Extracted records:
use std::path::{Path, PathBuf};
use std::sync::Arc;
use std::time::Instant;

use anyhow::{Context, Result, bail};
use chrono::Local;
use clap::Parser;
use rand::SeedableRng;
use rand::prelude::IndexedRandom;
use rand::rngs::StdRng;
use serde::Serialize;
use zeroplay_core::board::tictactoe::{HeuristicNetwork, PerfectPlayTablebase, STARTPOS, TicTacToe};
use zeroplay_core::network::NnCache;
use zeroplay_core::tablebase::Tablebase;
use zeroplay_core::search::SelfPlayLimits;
use zeroplay_core::{
    Color, GameResult, Opening, PlayerConfig, PlayerOptions, SelfPlayConfig, SelfPlayOptions,
    ValueSelfPlayGames,
};

use tools::common::io::open_writer;
use tools::openings::{OpeningLine, load_openings};

/// 1手読みバッチ自己対局ハーネス（三目並べ）。
///
/// # よく使うコマンド例
///
/// - 初期局面から16局:
///   `cargo run -p tools --bin value_selfplay -- --games 16`
///
/// - 開始局面ファイルからランダムに選んで、5石以下は完全解で判定:
///   `cargo run -p tools --bin value_selfplay -- --games 64 --openings openings.txt --random --tablebase-pieces 5`
///
/// `--out` 未指定時は `runs/selfplay/<timestamp>-value-selfplay.jsonl` に書き出す。
#[derive(Parser, Debug)]
#[command(author, version, about = "Batched one-ply value self-play harness")]
struct Cli {
    /// Number of games played in one batch
    #[arg(long, default_value_t = 8)]
    games: usize,

    /// Openings file (one per line, `startpos` / `fen <fen>` with optional `moves ...`)
    #[arg(long)]
    openings: Option<PathBuf>,

    /// Single opening line used for every game
    #[arg(long, conflicts_with = "openings")]
    fen: Option<String>,

    /// Pick openings at random instead of cycling through them in file order
    #[arg(long, default_value_t = false)]
    random: bool,

    /// RNG seed for --random
    #[arg(long)]
    seed: Option<u64>,

    /// TOML config with [white] / [black] sections
    #[arg(long)]
    config: Option<PathBuf>,

    /// Adjudicate positions with at most this many stones by exact solving
    #[arg(long)]
    tablebase_pieces: Option<u32>,

    /// Evaluation cache entries per side
    #[arg(long, default_value_t = 200_000)]
    cache_size: usize,

    /// Output path (defaults to runs/selfplay/<timestamp>-value-selfplay.jsonl, `.gz` compresses)
    #[arg(long)]
    out: Option<PathBuf>,
}

#[derive(Serialize)]
struct MetaLog<'a> {
    #[serde(rename = "type")]
    kind: &'static str,
    timestamp: String,
    games: usize,
    openings: Vec<String>,
    random: bool,
    seed: Option<u64>,
    tablebase_pieces: Option<u32>,
    white: &'a SelfPlayOptions,
    black: &'a SelfPlayOptions,
}

#[derive(Serialize)]
struct GameLog<'a> {
    #[serde(rename = "type")]
    kind: &'static str,
    game_id: usize,
    opening: &'a str,
    moves: Vec<String>,
    result: GameResult,
    final_fen: String,
}

#[derive(Serialize)]
struct SummaryLog {
    #[serde(rename = "type")]
    kind: &'static str,
    timestamp: String,
    total_games: usize,
    white_wins: usize,
    black_wins: usize,
    draws: usize,
    unfinished: usize,
    plies_played: u64,
    aborted: bool,
    elapsed_ms: u128,
}

fn resolve_output_path(out: Option<&Path>, timestamp: &chrono::DateTime<Local>) -> PathBuf {
    if let Some(path) = out {
        return path.to_path_buf();
    }
    let name = format!("{}-value-selfplay.jsonl", timestamp.format("%Y%m%d-%H%M%S"));
    PathBuf::from("runs/selfplay").join(name)
}

/// 1手読みでは使われない設定項目の名前
fn ignored_settings(player: &PlayerConfig) -> Vec<&'static str> {
    let defaults = SelfPlayOptions::default();
    let mut ignored = Vec::new();
    if player.limits != SelfPlayLimits::default() {
        ignored.push("limits");
    }
    if player.threads != 1 {
        ignored.push("threads");
    }
    if player.selfplay.reuse_tree {
        ignored.push("reuse-tree");
    }
    if player.selfplay.resign_percentage != defaults.resign_percentage {
        ignored.push("resign-percentage");
    }
    if player.selfplay.resign_wdl_style {
        ignored.push("resign-wdlstyle");
    }
    if player.selfplay.resign_earliest_move != defaults.resign_earliest_move {
        ignored.push("resign-earliest-move");
    }
    if player.selfplay.minimum_allowed_visits != defaults.minimum_allowed_visits {
        ignored.push("minimum-allowed-visits");
    }
    ignored
}

/// 対局数ぶんの開始局面を選ぶ（インデックス）
fn assign_openings(count: usize, games: usize, random: bool, seed: Option<u64>) -> Vec<usize> {
    if !random {
        return (0..games).map(|i| i % count).collect();
    }
    let mut rng = match seed {
        Some(seed) => StdRng::seed_from_u64(seed),
        None => StdRng::from_os_rng(),
    };
    let indices: Vec<usize> = (0..count).collect();
    (0..games)
        .map(|_| indices.choose(&mut rng).copied().unwrap_or(0))
        .collect()
}

fn main() -> Result<()> {
    env_logger::Builder::from_env(env_logger::Env::default().default_filter_or("info"))
        .target(env_logger::Target::Stderr)
        .init();

    let cli = Cli::parse();
    if cli.games == 0 {
        bail!("--games must be at least 1");
    }

    let config = match &cli.config {
        Some(path) => SelfPlayConfig::load(path)
            .with_context(|| format!("failed to load config {}", path.display()))?,
        None => SelfPlayConfig::default(),
    };
    for side in [Color::White, Color::Black] {
        let ignored = ignored_settings(config.player(side));
        if !ignored.is_empty() {
            log::warn!(
                "[{}] settings ignored by one-ply value self-play: {}",
                side.label(),
                ignored.join(", ")
            );
        }
    }

    let lines = load_openings(cli.openings.as_deref(), cli.fen.as_deref())?;
    let openings: Vec<Opening<_>> = lines
        .iter()
        .map(|line| {
            line.build::<TicTacToe>(STARTPOS)
                .with_context(|| format!("invalid opening: {}", line.describe()))
        })
        .collect::<Result<_>>()?;
    let assignment = assign_openings(openings.len(), cli.games, cli.random, cli.seed);
    let batch: Vec<Opening<_>> = assignment.iter().map(|&i| openings[i].clone()).collect();

    let network = Arc::new(HeuristicNetwork);
    let white = config.white.apply(
        PlayerOptions::<TicTacToe>::new(network.clone())
            .with_cache(Arc::new(NnCache::new(cli.cache_size))),
    );
    let black = config.black.apply(
        PlayerOptions::<TicTacToe>::new(network).with_cache(Arc::new(NnCache::new(cli.cache_size))),
    );
    let white_options = white.selfplay_options()?;
    let black_options = black.selfplay_options()?;
    let tablebase = cli
        .tablebase_pieces
        .map(|n| Arc::new(PerfectPlayTablebase::new(n)) as Arc<dyn Tablebase<TicTacToe>>);

    let mut games = ValueSelfPlayGames::new(white, black, &batch, tablebase)?;

    // Ctrl-C で中断
    {
        let handle = games.abort_handle();
        ctrlc::set_handler(move || {
            eprintln!("\nAborting self-play...");
            handle.request_abort();
        })
        .ok();
    }

    let timestamp = Local::now();
    let output_path = resolve_output_path(cli.out.as_deref(), &timestamp);
    let mut writer = open_writer(&output_path)
        .with_context(|| format!("failed to open {}", output_path.display()))?;
    writer.write_json_line(&MetaLog {
        kind: "meta",
        timestamp: timestamp.to_rfc3339(),
        games: cli.games,
        openings: lines.iter().map(OpeningLine::describe).collect(),
        random: cli.random,
        seed: cli.seed,
        tablebase_pieces: cli.tablebase_pieces,
        white: &white_options,
        black: &black_options,
    })?;

    log::info!("playing {} games from {} openings", cli.games, openings.len());
    let started = Instant::now();
    games.play()?;
    let elapsed = started.elapsed();

    let mut summary = SummaryLog {
        kind: "summary",
        timestamp: Local::now().to_rfc3339(),
        total_games: games.len(),
        white_wins: 0,
        black_wins: 0,
        draws: 0,
        unfinished: 0,
        plies_played: games.plies_played(),
        aborted: games.abort_handle().is_aborted(),
        elapsed_ms: elapsed.as_millis(),
    };
    for (game_id, (&result, &opening_idx)) in games.results().iter().zip(&assignment).enumerate() {
        match result {
            GameResult::WhiteWon => summary.white_wins += 1,
            GameResult::BlackWon => summary.black_wins += 1,
            GameResult::Draw => summary.draws += 1,
            GameResult::Undecided => summary.unfinished += 1,
        }
        let moves = games
            .game_moves(game_id)
            .unwrap_or_default()
            .iter()
            .map(ToString::to_string)
            .collect();
        writer.write_json_line(&GameLog {
            kind: "game",
            game_id: game_id + 1,
            opening: &lines[opening_idx].describe(),
            moves,
            result,
            final_fen: games.head_fen(game_id).unwrap_or_default(),
        })?;
    }
    writer.write_json_line(&summary)?;
    writer
        .close()
        .with_context(|| format!("failed to finalize {}", output_path.display()))?;

    log::info!(
        "finished {} games in {:.1}s: white {} / black {} / draw {} / unfinished {}",
        summary.total_games,
        elapsed.as_secs_f64(),
        summary.white_wins,
        summary.black_wins,
        summary.draws,
        summary.unfinished
    );
    log::info!("wrote {}", output_path.display());
    Ok(())
}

What the exercise asks: Your answer should consist of copies of the lines above that include the string "bail".

Solution to this task:
use anyhow::{Context, Result, bail};
        bail!("--games must be at least 1");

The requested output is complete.